Segment Start: INFORMATION SUPPLIED

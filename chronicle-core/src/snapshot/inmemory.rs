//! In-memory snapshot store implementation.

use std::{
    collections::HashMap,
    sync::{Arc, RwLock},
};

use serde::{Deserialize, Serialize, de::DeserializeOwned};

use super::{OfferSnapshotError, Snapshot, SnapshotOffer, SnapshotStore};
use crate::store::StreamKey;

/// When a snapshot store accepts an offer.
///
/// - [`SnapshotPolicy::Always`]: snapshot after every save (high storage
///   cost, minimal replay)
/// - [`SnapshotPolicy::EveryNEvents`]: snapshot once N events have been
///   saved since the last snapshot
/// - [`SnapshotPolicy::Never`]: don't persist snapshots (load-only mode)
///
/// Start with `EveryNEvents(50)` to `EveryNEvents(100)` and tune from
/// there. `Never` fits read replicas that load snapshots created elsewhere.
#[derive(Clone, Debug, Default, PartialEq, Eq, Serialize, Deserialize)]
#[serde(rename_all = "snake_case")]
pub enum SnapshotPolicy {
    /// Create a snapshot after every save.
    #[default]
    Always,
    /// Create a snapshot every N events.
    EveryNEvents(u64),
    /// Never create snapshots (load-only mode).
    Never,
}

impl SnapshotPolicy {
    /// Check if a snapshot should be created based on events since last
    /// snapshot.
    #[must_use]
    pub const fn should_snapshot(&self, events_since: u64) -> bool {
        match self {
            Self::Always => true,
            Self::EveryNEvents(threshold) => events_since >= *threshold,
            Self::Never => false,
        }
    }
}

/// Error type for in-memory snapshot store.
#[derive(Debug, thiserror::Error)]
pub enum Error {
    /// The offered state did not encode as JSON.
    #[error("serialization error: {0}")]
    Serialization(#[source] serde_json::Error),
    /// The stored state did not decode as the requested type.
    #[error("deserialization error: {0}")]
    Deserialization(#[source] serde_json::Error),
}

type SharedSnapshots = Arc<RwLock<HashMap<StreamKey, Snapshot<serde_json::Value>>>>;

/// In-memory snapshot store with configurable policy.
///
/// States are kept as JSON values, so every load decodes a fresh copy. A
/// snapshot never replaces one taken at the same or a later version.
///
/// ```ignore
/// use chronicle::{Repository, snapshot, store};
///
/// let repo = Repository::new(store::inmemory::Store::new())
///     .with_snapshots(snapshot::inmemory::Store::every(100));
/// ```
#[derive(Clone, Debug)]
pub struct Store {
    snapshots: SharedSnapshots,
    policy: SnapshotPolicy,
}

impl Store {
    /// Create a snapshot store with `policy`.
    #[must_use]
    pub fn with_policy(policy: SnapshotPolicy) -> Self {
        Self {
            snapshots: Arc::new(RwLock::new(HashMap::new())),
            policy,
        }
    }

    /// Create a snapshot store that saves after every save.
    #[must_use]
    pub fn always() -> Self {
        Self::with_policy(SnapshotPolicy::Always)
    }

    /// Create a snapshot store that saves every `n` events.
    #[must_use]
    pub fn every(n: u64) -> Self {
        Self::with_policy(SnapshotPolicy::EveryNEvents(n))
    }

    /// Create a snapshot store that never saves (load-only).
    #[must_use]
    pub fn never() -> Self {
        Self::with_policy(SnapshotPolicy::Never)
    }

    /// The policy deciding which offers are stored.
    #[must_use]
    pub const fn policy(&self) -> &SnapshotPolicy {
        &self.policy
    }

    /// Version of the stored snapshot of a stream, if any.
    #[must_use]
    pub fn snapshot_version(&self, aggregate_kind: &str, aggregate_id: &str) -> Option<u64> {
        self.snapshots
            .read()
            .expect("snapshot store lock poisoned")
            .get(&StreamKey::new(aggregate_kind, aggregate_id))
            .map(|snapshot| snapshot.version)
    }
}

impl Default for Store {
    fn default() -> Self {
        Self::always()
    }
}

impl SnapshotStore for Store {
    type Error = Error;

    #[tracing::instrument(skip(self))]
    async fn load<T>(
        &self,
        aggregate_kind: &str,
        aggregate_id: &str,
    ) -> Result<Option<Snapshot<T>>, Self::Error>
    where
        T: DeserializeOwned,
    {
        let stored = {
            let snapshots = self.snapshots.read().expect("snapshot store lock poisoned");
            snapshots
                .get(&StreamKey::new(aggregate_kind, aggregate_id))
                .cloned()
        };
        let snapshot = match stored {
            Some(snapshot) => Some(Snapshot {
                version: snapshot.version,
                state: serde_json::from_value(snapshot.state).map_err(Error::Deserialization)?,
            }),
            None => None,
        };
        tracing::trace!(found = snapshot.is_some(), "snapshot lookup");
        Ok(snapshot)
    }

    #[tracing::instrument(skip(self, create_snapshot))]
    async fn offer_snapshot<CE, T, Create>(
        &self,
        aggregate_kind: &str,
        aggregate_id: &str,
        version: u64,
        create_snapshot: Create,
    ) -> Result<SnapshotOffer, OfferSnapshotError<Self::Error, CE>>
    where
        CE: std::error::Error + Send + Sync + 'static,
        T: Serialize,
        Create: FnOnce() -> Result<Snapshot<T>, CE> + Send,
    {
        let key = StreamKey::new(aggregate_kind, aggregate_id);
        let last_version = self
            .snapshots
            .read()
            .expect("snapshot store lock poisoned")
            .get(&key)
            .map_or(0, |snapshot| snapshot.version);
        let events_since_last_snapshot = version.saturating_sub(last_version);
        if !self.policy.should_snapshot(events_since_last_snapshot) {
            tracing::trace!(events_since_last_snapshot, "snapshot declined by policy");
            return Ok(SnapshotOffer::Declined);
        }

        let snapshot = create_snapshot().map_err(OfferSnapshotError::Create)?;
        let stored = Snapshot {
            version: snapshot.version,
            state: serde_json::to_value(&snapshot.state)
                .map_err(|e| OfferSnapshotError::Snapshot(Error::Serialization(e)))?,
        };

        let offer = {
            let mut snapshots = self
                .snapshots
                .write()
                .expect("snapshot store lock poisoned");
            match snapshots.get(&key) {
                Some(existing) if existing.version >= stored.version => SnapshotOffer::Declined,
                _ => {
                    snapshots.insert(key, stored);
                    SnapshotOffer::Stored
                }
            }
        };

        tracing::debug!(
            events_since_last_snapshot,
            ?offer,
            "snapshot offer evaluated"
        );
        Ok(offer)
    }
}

Segment End: INFORMATION SUPPLIED
Segment Start: INFORMATION SUPPLIED

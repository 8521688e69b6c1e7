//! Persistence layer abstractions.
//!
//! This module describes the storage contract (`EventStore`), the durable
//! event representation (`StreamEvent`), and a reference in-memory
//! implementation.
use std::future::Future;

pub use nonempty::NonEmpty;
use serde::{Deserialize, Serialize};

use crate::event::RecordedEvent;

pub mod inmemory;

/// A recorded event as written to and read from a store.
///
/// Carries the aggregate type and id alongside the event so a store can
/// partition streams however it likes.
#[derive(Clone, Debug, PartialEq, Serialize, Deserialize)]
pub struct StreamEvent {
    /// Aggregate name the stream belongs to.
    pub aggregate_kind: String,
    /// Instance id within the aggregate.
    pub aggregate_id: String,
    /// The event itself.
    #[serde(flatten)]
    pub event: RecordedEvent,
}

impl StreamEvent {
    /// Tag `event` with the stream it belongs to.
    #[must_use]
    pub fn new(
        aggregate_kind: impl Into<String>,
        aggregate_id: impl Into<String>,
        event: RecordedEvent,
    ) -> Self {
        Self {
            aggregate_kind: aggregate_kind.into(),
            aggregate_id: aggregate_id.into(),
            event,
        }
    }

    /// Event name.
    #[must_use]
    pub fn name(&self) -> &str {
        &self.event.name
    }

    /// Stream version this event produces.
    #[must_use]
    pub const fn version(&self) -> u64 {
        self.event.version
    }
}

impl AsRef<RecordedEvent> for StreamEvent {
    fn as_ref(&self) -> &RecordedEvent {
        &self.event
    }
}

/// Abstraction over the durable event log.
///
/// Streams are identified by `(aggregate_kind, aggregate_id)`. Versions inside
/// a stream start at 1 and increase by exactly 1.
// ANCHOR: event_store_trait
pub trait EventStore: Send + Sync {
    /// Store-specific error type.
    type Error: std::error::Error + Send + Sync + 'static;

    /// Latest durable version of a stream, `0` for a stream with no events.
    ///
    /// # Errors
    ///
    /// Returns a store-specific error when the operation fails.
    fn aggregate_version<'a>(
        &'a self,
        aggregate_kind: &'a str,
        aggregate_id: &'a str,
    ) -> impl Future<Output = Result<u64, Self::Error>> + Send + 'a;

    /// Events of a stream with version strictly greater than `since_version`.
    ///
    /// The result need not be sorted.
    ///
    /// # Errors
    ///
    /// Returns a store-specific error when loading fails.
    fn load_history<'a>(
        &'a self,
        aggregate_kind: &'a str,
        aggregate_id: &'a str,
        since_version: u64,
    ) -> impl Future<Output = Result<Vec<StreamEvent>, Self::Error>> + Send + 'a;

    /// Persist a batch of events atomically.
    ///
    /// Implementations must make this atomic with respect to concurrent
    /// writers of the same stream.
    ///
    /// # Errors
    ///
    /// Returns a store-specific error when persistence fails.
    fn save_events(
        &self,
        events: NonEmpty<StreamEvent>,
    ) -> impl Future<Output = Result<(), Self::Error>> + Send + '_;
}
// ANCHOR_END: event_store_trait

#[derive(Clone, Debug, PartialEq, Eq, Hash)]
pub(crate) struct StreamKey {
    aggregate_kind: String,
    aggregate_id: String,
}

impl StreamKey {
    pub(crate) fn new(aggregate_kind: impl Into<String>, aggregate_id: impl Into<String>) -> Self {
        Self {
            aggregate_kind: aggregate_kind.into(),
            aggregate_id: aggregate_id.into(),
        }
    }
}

Segment End: INFORMATION SUPPLIED

▶ **DIRECTIONS FOR THIS TASK**:
If a line in the records above contains "SnapshotStore", copy that line.

▶ **EXERCISE OUTPUT**:
use super::{OfferSnapshotError, Snapshot, SnapshotOffer, SnapshotStore};
impl SnapshotStore for Store {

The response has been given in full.